Dans Edward aux mains d’argent, les commères du voisinage s’occupent avec les potins, dans un court-métrage de jeunesse, Luau, des jeunes filles énervées chantent pour reprocher à leurs petits amis de mentir et empêchent de s’exprimer Tim Burton lui-même (qui incarne une tête extraterrestre arrivée sur terre dans une essoreuse à salade et qui finira par jouer le sort de l’humanité dans un concours de surf).
Par leur bavardage, les femmes peuvent donc s’avérer très étouffantes. Épouses frustrées et dénuée de compréhension, elles noient la créativité de leurs compagnons à l’exemple de la femme du héros du moyen-métrage The Jar, tiré de l’émission Alfred Hitchcock présente. Dans ce court métrage, le héros, un artiste, alter-ego de Burton, est incompris par sa compagne qui méprise ce qu’il fait.
Mais les femmes peuvent aussi à leur tour être étouffées par leur compagnon.

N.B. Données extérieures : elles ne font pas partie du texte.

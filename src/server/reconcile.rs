//! Reference reconciliation endpoint.
//!
//! Implements the contract the orchestrator relies on: per-item results
//! and upsert-by-id idempotency. A mutation id that was already applied
//! returns its recorded result without re-applying any effect, so
//! at-least-once submission from clients is safe.
//!
//! Entities live in memory keyed by `(entity type, entity id)`; the
//! entity id comes from the payload's `id` field, falling back to the
//! mutation id. An update or delete carrying a `baseVersion` older than
//! the stored version is reported as a conflict for manual resolution.

use std::collections::HashMap;
use std::sync::Arc;

use axum::extract::State;
use axum::routing::{get, post};
use axum::{Json, Router};
use serde::Serialize;
use serde_json::Value;
use tokio::sync::RwLock;
use uuid::Uuid;

use crate::models::{EntityType, MutationAction};
use crate::sync::protocol::{BatchItem, ItemResult, RemoteStatus, SyncBatchRequest, SyncBatchResponse};

/// One reconciled entity.
#[derive(Debug, Clone)]
pub struct StoredEntity {
    pub version: u64,
    pub payload: Value,
    pub deleted: bool,
}

#[derive(Default)]
struct Inner {
    entities: HashMap<(EntityType, String), StoredEntity>,
    /// Idempotency log: mutation id -> recorded result.
    applied: HashMap<Uuid, ItemResult>,
}

/// Shared state of the reconciliation service.
#[derive(Default)]
pub struct ReconcileState {
    inner: RwLock<Inner>,
}

impl ReconcileState {
    pub fn new() -> Self {
        Self::default()
    }

    /// Applies a batch in item order and returns per-item results.
    pub async fn apply_batch(&self, request: &SyncBatchRequest) -> SyncBatchResponse {
        let mut inner = self.inner.write().await;

        let results = request
            .items
            .iter()
            .map(|item| Self::apply_item(&mut inner, item))
            .collect();

        SyncBatchResponse {
            success: true,
            results,
        }
    }

    /// Number of live (non-deleted) entities of a type.
    pub async fn live_entities(&self, entity_type: EntityType) -> usize {
        let inner = self.inner.read().await;
        inner
            .entities
            .iter()
            .filter(|((t, _), e)| *t == entity_type && !e.deleted)
            .count()
    }

    /// Looks up a reconciled entity.
    pub async fn entity(&self, entity_type: EntityType, entity_id: &str) -> Option<StoredEntity> {
        let inner = self.inner.read().await;
        inner
            .entities
            .get(&(entity_type, entity_id.to_string()))
            .cloned()
    }

    fn apply_item(inner: &mut Inner, item: &BatchItem) -> ItemResult {
        // Replay of an already-applied mutation: return the recorded
        // result, apply nothing.
        if let Some(previous) = inner.applied.get(&item.id) {
            return previous.clone();
        }

        let result = Self::evaluate(inner, item);
        inner.applied.insert(item.id, result.clone());
        result
    }

    fn evaluate(inner: &mut Inner, item: &BatchItem) -> ItemResult {
        let Some(payload) = item.payload.as_object() else {
            return Self::failed(item.id, "payload must be a JSON object");
        };

        let entity_id = payload
            .get("id")
            .and_then(|v| v.as_str())
            .map(String::from)
            .unwrap_or_else(|| item.id.to_string());
        let key = (item.entity_type, entity_id);

        let existing = inner.entities.get(&key);

        if let Some(base_version) = payload.get("baseVersion").and_then(|v| v.as_u64()) {
            if let Some(entity) = existing {
                if base_version < entity.version {
                    return ItemResult {
                        id: item.id,
                        status: RemoteStatus::Conflict,
                        error: Some(format!(
                            "baseVersion {} is behind stored version {}",
                            base_version, entity.version
                        )),
                    };
                }
            }
        }

        match item.action {
            MutationAction::Create | MutationAction::Update => {
                let version = existing.map_or(1, |e| e.version + 1);
                inner.entities.insert(
                    key,
                    StoredEntity {
                        version,
                        payload: item.payload.clone(),
                        deleted: false,
                    },
                );
            }
            MutationAction::Delete => {
                let Some(entity) = inner.entities.get_mut(&key) else {
                    return Self::failed(item.id, "unknown entity");
                };
                entity.version += 1;
                entity.deleted = true;
            }
        }

        ItemResult {
            id: item.id,
            status: RemoteStatus::Synced,
            error: None,
        }
    }

    fn failed(id: Uuid, reason: &str) -> ItemResult {
        ItemResult {
            id,
            status: RemoteStatus::Failed,
            error: Some(reason.to_string()),
        }
    }
}

#[derive(Serialize)]
struct HealthResponse {
    status: &'static str,
    version: &'static str,
}

async fn health() -> Json<HealthResponse> {
    Json(HealthResponse {
        status: "ok",
        version: env!("CARGO_PKG_VERSION"),
    })
}

async fn sync_batch(
    State(state): State<Arc<ReconcileState>>,
    Json(request): Json<SyncBatchRequest>,
) -> Json<SyncBatchResponse> {
    tracing::debug!(
        "batch from device {} with {} item(s)",
        request.device_id,
        request.items.len()
    );
    Json(state.apply_batch(&request).await)
}

/// Builds the reconciliation router over shared state.
pub fn router(state: Arc<ReconcileState>) -> Router {
    Router::new()
        .route("/health", get(health))
        .route("/sync/batch", post(sync_batch))
        .with_state(state)
}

Il faut bien la douceur de la seconde femme d’Ed Wood, véritable blonde éthérée et serviables, pour supporter son mari. Et qui pourrait blâmer sa première épouse de quitter son volubile conjoint qu’elle ne comprend plus alors qu’il s’épanouit dans ses excentricités ?
Des mères empoisonnées ou parfaites, sans entre-deux
Il n’y a pas que les compagnes qui sont étouffantes : les mères autoritaires sont d’abominables tyrans, à l’exemple des deux matriarches des Noces Funèbres ou encore de la belle-mère sorcière (jouée par un homme) dans le moyen-métrage Hansel et Gretel.

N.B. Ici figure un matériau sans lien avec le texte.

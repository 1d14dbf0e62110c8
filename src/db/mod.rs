mod cache_repo;
mod device_repo;
mod mutation_repo;

pub use cache_repo::ResponseCache;
pub use device_repo::DeviceStore;
pub use mutation_repo::{MutationStore, StoreError};

use sqlx::sqlite::{SqliteConnectOptions, SqlitePool, SqlitePoolOptions};
use std::path::PathBuf;
use std::str::FromStr;

/// Initialize the database connection pool and run migrations
pub async fn init_db(db_path: PathBuf) -> Result<SqlitePool, sqlx::Error> {
    // Ensure parent directory exists
    if let Some(parent) = db_path.parent() {
        std::fs::create_dir_all(parent).map_err(sqlx::Error::Io)?;
    }

    let db_url = format!("sqlite:{}?mode=rwc", db_path.display());

    let options = SqliteConnectOptions::from_str(&db_url)?
        .foreign_keys(true)
        .create_if_missing(true);

    let pool = SqlitePoolOptions::new()
        .max_connections(5)
        .connect_with(options)
        .await?;

    // Run migrations
    sqlx::migrate!("./migrations").run(&pool).await?;

    Ok(pool)
}

#[cfg(test)]
mod tests {
    use super::*;
    use tempfile::tempdir;

    #[tokio::test]
    async fn test_init_db_creates_tables() {
        let temp_dir = tempdir().unwrap();
        let db_path = temp_dir.path().join("test.db");

        let pool = init_db(db_path).await.unwrap();

        let tables: Vec<(String,)> = sqlx::query_as(
            "SELECT name FROM sqlite_master WHERE type='table' AND name NOT LIKE 'sqlite_%' AND name NOT LIKE '_sqlx_%' ORDER BY name",
        )
        .fetch_all(&pool)
        .await
        .unwrap();

        let table_names: Vec<&str> = tables.iter().map(|t| t.0.as_str()).collect();
        assert!(table_names.contains(&"mutations"));
        assert!(table_names.contains(&"device_identity"));
        assert!(table_names.contains(&"response_cache"));
    }

    #[tokio::test]
    async fn test_init_db_creates_parent_dir() {
        let temp_dir = tempdir().unwrap();
        let db_path = temp_dir.path().join("nested").join("data").join("test.db");

        init_db(db_path.clone()).await.unwrap();
        assert!(db_path.exists());
    }
}
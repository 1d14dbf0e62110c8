//! Reachability tracking for the remote reconciliation service.
//!
//! The monitor holds the current reachable/unreachable state and lets any
//! task observe edge transitions. State changes are deduplicated: setting
//! the same state twice emits nothing, so observers only ever see
//! `became-reachable` / `became-unreachable` edges.

use std::sync::Arc;
use std::time::Duration;

use tokio::sync::watch;

use crate::sync::ReconcileClient;

/// Tracks whether the remote service is currently reachable.
#[derive(Debug)]
pub struct ConnectivityMonitor {
    state: watch::Sender<bool>,
}

impl ConnectivityMonitor {
    /// Creates a monitor with the given initial state.
    pub fn new(initially_reachable: bool) -> Self {
        let (state, _) = watch::channel(initially_reachable);
        Self { state }
    }

    /// Current reachability, queryable at any time.
    pub fn is_reachable(&self) -> bool {
        *self.state.borrow()
    }

    /// Records a new observation of the link state.
    ///
    /// Returns `true` if this flipped the state (an edge); duplicate
    /// consecutive observations are dropped without notifying watchers.
    pub fn set_reachable(&self, reachable: bool) -> bool {
        let changed = self.state.send_if_modified(|current| {
            if *current == reachable {
                false
            } else {
                *current = reachable;
                true
            }
        });

        if changed {
            if reachable {
                tracing::info!("connectivity: became reachable");
            } else {
                tracing::warn!("connectivity: became unreachable");
            }
        }
        changed
    }

    /// Subscribes to edge transitions.
    ///
    /// `receiver.changed().await` resolves once per edge; the new state is
    /// read with `borrow_and_update()`.
    pub fn watch(&self) -> watch::Receiver<bool> {
        self.state.subscribe()
    }
}

/// Periodically probes the remote health endpoint and feeds the monitor.
///
/// Runs until the owning task is dropped. Probe failures flip the monitor
/// to unreachable; the next successful probe flips it back, emitting the
/// `became-reachable` edge that triggers a drain.
pub async fn probe_loop(
    monitor: Arc<ConnectivityMonitor>,
    client: ReconcileClient,
    interval: Duration,
) {
    let mut ticker = tokio::time::interval(interval);
    ticker.set_missed_tick_behavior(tokio::time::MissedTickBehavior::Delay);

    loop {
        ticker.tick().await;
        let reachable = client.check_server().await;
        monitor.set_reachable(reachable);
    }
}

#[cfg(test)]
mod tests {
    use super::*;

    #[test]
    fn test_initial_state() {
        assert!(ConnectivityMonitor::new(true).is_reachable());
        assert!(!ConnectivityMonitor::new(false).is_reachable());
    }

    #[test]
    fn test_duplicate_observations_are_not_edges() {
        let monitor = ConnectivityMonitor::new(false);

        assert!(!monitor.set_reachable(false));
        assert!(monitor.set_reachable(true));
        assert!(!monitor.set_reachable(true));
        assert!(monitor.set_reachable(false));
    }

    #[tokio::test]
    async fn test_watcher_sees_each_edge_once() {
        let monitor = ConnectivityMonitor::new(false);
        let mut rx = monitor.watch();

        monitor.set_reachable(true);
        rx.changed().await.unwrap();
        assert!(*rx.borrow_and_update());

        // A duplicate observation produces no new notification.
        monitor.set_reachable(true);
        assert!(!rx.has_changed().unwrap());

        monitor.set_reachable(false);
        rx.changed().await.unwrap();
        assert!(!*rx.borrow_and_update());
    }

    #[tokio::test]
    async fn test_query_is_synchronous_with_latest_observation() {
        let monitor = ConnectivityMonitor::new(true);
        monitor.set_reachable(false);
        assert!(!monitor.is_reachable());
        monitor.set_reachable(true);
        assert!(monitor.is_reachable());
    }
}
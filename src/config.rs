use serde::Deserialize;
use std::path::PathBuf;

/// Application configuration
#[derive(Debug, Clone, Deserialize)]
#[serde(default)]
pub struct Config {
    /// Base URL of the remote reconciliation service
    pub remote_url: Option<String>,
    /// Bearer key sent with remote calls
    pub api_key: Option<String>,
    /// Directory holding the durable store
    pub data_dir: PathBuf,
    /// Path to the sqlite database; defaults to `<data_dir>/wardsync.db`
    pub database_path: Option<PathBuf>,
    /// Timeout for live forwarded requests, in seconds
    pub live_timeout_secs: u64,
    /// Timeout for a batch reconciliation call, in seconds
    pub batch_timeout_secs: u64,
    /// Maximum mutations per batch; 0 sends all eligible items in one batch
    pub batch_size: usize,
    /// Interval between periodic drain triggers, in seconds
    pub sync_interval_secs: u64,
    /// Interval between reachability probes, in seconds
    pub probe_interval_secs: u64,
    /// Base delay for retry backoff, in seconds
    pub backoff_base_secs: u64,
    /// Ceiling for retry backoff, in seconds
    pub backoff_cap_secs: u64,
    /// Attempts before a record is parked as permanently failed
    pub max_attempts: u32,
}

impl Default for Config {
    fn default() -> Self {
        let data_dir = dirs::data_dir()
            .unwrap_or_else(|| PathBuf::from("."))
            .join("wardsync");
        Self {
            remote_url: None,
            api_key: None,
            data_dir,
            database_path: None,
            live_timeout_secs: 10,
            batch_timeout_secs: 30,
            batch_size: 0,
            sync_interval_secs: 45,
            probe_interval_secs: 15,
            backoff_base_secs: 10,
            backoff_cap_secs: 300,
            max_attempts: 8,
        }
    }
}

impl Config {
    /// Load configuration with priority: env vars > config file > defaults
    pub fn load(config_path: Option<PathBuf>) -> Result<Self, ConfigError> {
        let mut config = Self::default();

        let path = config_path.unwrap_or_else(Self::default_config_path);
        if path.exists() {
            let contents = std::fs::read_to_string(&path)
                .map_err(|e| ConfigError::ReadError(path.clone(), e))?;
            config = serde_yaml::from_str(&contents)
                .map_err(|e| ConfigError::ParseError(path.clone(), e))?;
        }

        // Apply environment variable overrides
        if let Ok(url) = std::env::var("WARDSYNC_REMOTE_URL") {
            config.remote_url = Some(url);
        }
        if let Ok(key) = std::env::var("WARDSYNC_API_KEY") {
            config.api_key = Some(key);
        }
        if let Ok(dir) = std::env::var("WARDSYNC_DATA_DIR") {
            config.data_dir = PathBuf::from(dir);
        }
        if let Ok(db) = std::env::var("WARDSYNC_DATABASE_PATH") {
            config.database_path = Some(PathBuf::from(db));
        }

        Ok(config)
    }

    /// Default config file path: ~/.config/wardsync/config.yaml
    pub fn default_config_path() -> PathBuf {
        dirs::config_dir()
            .unwrap_or_else(|| PathBuf::from("."))
            .join("wardsync")
            .join("config.yaml")
    }

    /// Effective database path
    pub fn database_path(&self) -> PathBuf {
        self.database_path
            .clone()
            .unwrap_or_else(|| self.data_dir.join("wardsync.db"))
    }

    /// Whether a remote endpoint is configured
    pub fn is_configured(&self) -> bool {
        self.remote_url.is_some()
    }
}

#[derive(Debug)]
pub enum ConfigError {
    ReadError(PathBuf, std::io::Error),
    ParseError(PathBuf, serde_yaml::Error),
}

impl std::fmt::Display for ConfigError {
    fn fmt(&self, f: &mut std::fmt::Formatter<'_>) -> std::fmt::Result {
        match self {
            ConfigError::ReadError(path, e) => {
                write!(f, "Failed to read config file '{}': {}", path.display(), e)
            }
            ConfigError::ParseError(path, e) => {
                write!(f, "Failed to parse config file '{}': {}", path.display(), e)
            }
        }
    }
}

impl std::error::Error for ConfigError {}

#[cfg(test)]
mod tests {
    use super::*;
    use std::io::Write;
    use tempfile::tempdir;

    #[test]
    fn test_default_config() {
        let config = Config::default();
        assert!(config.remote_url.is_none());
        assert_eq!(config.batch_size, 0);
        assert_eq!(config.max_attempts, 8);
        assert!(config
            .database_path()
            .to_string_lossy()
            .contains("wardsync.db"));
        assert!(!config.is_configured());
    }

    #[test]
    fn test_load_no_file_uses_defaults() {
        let temp_dir = tempdir().unwrap();
        let config_path = temp_dir.path().join("nonexistent.yaml");

        let config = Config::load(Some(config_path)).unwrap();
        assert_eq!(config.sync_interval_secs, 45);
    }

    #[test]
    fn test_load_from_file() {
        let temp_dir = tempdir().unwrap();
        let config_path = temp_dir.path().join("config.yaml");

        let mut file = std::fs::File::create(&config_path).unwrap();
        writeln!(file, "remote_url: \"http://sync.hospital.local:8080\"").unwrap();
        writeln!(file, "batch_size: 25").unwrap();
        writeln!(file, "max_attempts: 3").unwrap();

        let config = Config::load(Some(config_path)).unwrap();
        assert_eq!(
            config.remote_url.as_deref(),
            Some("http://sync.hospital.local:8080")
        );
        assert_eq!(config.batch_size, 25);
        assert_eq!(config.max_attempts, 3);
        // Unset fields keep their defaults.
        assert_eq!(config.live_timeout_secs, 10);
        assert!(config.is_configured());
    }

    #[test]
    fn test_env_var_overrides_file() {
        let temp_dir = tempdir().unwrap();
        let config_path = temp_dir.path().join("config.yaml");

        let mut file = std::fs::File::create(&config_path).unwrap();
        writeln!(file, "remote_url: \"http://from-file:1\"").unwrap();

        std::env::set_var("WARDSYNC_REMOTE_URL", "http://from-env:2");

        let config = Config::load(Some(config_path)).unwrap();
        assert_eq!(config.remote_url.as_deref(), Some("http://from-env:2"));

        std::env::remove_var("WARDSYNC_REMOTE_URL");
    }

    #[test]
    fn test_explicit_database_path_wins() {
        let mut config = Config::default();
        config.database_path = Some(PathBuf::from("/tmp/elsewhere.db"));
        assert_eq!(config.database_path(), PathBuf::from("/tmp/elsewhere.db"));
    }
}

Notre réalisateur ayant plus de problèmes à régler avec Papa qu’avec Maman, les mères sont souvent des saintes : parfaite femme au foyer des années 50 dans une époque où l’on parle pourtant d’informatique, la mère du héros de Frankenweenie semble enchaînée à son intérieur.

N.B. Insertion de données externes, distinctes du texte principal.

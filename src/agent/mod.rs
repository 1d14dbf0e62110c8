//! The long-lived background agent.
//!
//! One agent runs per device. It owns the durable store, the connectivity
//! monitor, and the orchestrator; foreground contexts talk to it only
//! through an [`AgentHandle`] (commands in over mpsc, broadcast events
//! out) and never touch the store directly.
//!
//! Four trigger sources converge on the same drain entry point: the
//! `became-reachable` edge, a periodic timer, an explicit force-sync
//! command, and a deferred wake scheduled by the platform. The
//! orchestrator's single-flight guard makes overlapping triggers safe.

use std::fmt;
use std::sync::Arc;
use std::time::Duration;

use sqlx::SqlitePool;
use tokio::sync::{broadcast, mpsc, oneshot};
use uuid::Uuid;

use crate::broadcast::{StatusBroadcaster, SyncEvent};
use crate::config::Config;
use crate::connectivity::{probe_loop, ConnectivityMonitor};
use crate::db::{DeviceStore, MutationStore, ResponseCache, StoreError};
use crate::interceptor::{default_routes, RequestRouter, RouterError};
use crate::models::{MutationStatus, PendingMutation, StatusCounts};
use crate::sync::{ClientError, ReconcileClient, SyncOrchestrator};

/// Which trigger invoked a drain. Logged, never branched on.
#[derive(Debug, Clone, Copy, PartialEq, Eq)]
pub enum TriggerSource {
    Reconnected,
    Interval,
    Manual,
    Deferred,
}

impl fmt::Display for TriggerSource {
    fn fmt(&self, f: &mut fmt::Formatter<'_>) -> fmt::Result {
        match self {
            TriggerSource::Reconnected => write!(f, "reconnected"),
            TriggerSource::Interval => write!(f, "interval"),
            TriggerSource::Manual => write!(f, "manual"),
            TriggerSource::Deferred => write!(f, "deferred"),
        }
    }
}

/// Commands a foreground context may send to the agent.
#[derive(Debug)]
pub enum AgentCommand {
    ForceSync,
    DeferredSync,
    GetPending {
        respond_to: oneshot::Sender<Result<Vec<PendingMutation>, StoreError>>,
    },
    GetCounts {
        respond_to: oneshot::Sender<Result<StatusCounts, StoreError>>,
    },
    ClearSynced {
        respond_to: oneshot::Sender<Result<u64, StoreError>>,
    },
    ClearAll {
        respond_to: oneshot::Sender<Result<u64, StoreError>>,
    },
    Resubmit {
        id: Uuid,
        respond_to: oneshot::Sender<Result<(), StoreError>>,
    },
    Shutdown,
}

/// Errors surfaced through the handle.
#[derive(Debug)]
pub enum AgentError {
    /// The agent is gone; its command channel is closed.
    ChannelClosed,
    /// A store operation failed inside the agent.
    Store(StoreError),
    /// The reconciliation client could not be constructed.
    Client(ClientError),
    /// The request router could not be constructed.
    Router(RouterError),
}

impl fmt::Display for AgentError {
    fn fmt(&self, f: &mut fmt::Formatter<'_>) -> fmt::Result {
        match self {
            AgentError::ChannelClosed => write!(f, "Background agent is not running"),
            AgentError::Store(e) => write!(f, "Storage error: {}", e),
            AgentError::Client(e) => write!(f, "{}", e),
            AgentError::Router(e) => write!(f, "{}", e),
        }
    }
}

impl std::error::Error for AgentError {
    fn source(&self) -> Option<&(dyn std::error::Error + 'static)> {
        match self {
            AgentError::Store(e) => Some(e),
            AgentError::Client(e) => Some(e),
            AgentError::Router(e) => Some(e),
            AgentError::ChannelClosed => None,
        }
    }
}

impl From<StoreError> for AgentError {
    fn from(e: StoreError) -> Self {
        AgentError::Store(e)
    }
}

impl From<ClientError> for AgentError {
    fn from(e: ClientError) -> Self {
        AgentError::Client(e)
    }
}

impl From<RouterError> for AgentError {
    fn from(e: RouterError) -> Self {
        AgentError::Router(e)
    }
}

Cependant, les mères sont parfois moteurs de l’action et leurs rôles de femmes au foyer ne sont jamais dénigrés : dans Edward aux Mains d’argent, Peggy prend l’initiative d’accueillir le héros chez elle et le traite avec tolérance malgré les dires des voisins ; dans Big Fish, la femme d’Edward Bloom maintient le lien entre le père et le fils ; dans Sleepy Hollow, la fascinante mère d’Ichabod Crane lui offre, par son exemple, une vision moins manichéenne de la sorcellerie.
Sorcière, pâle trophée ou bombe ultra-sexualisée ?
Au fond, ce ne serait pas si mal, n’est-ce pas, d’être une femme chez Tim Burton. La mort nous environnerait mais nous saurions nous en défendre et l’apprivoiser.
Coincées dans des rôles de mégères superficielles, nous pourrions être sûres de trouver des alter-egos masculins à nos côtés car nous ne servirions pas la critique de notre sexe mais une satire de la société toute entière. L’initiative sexuelle viendrait de nous et de grands pouvoirs seraient à notre portée.
Parfois, nous pourrions n’être qu’un trophée pâle, une récompense pour le héros, mais même moins actives que les fascinantes sorcières, troublantes femmes fatales pour lesquelles Burton permet l’empathie, nous demeurerions plus intéressantes que bien des bombasses hollywoodiennes…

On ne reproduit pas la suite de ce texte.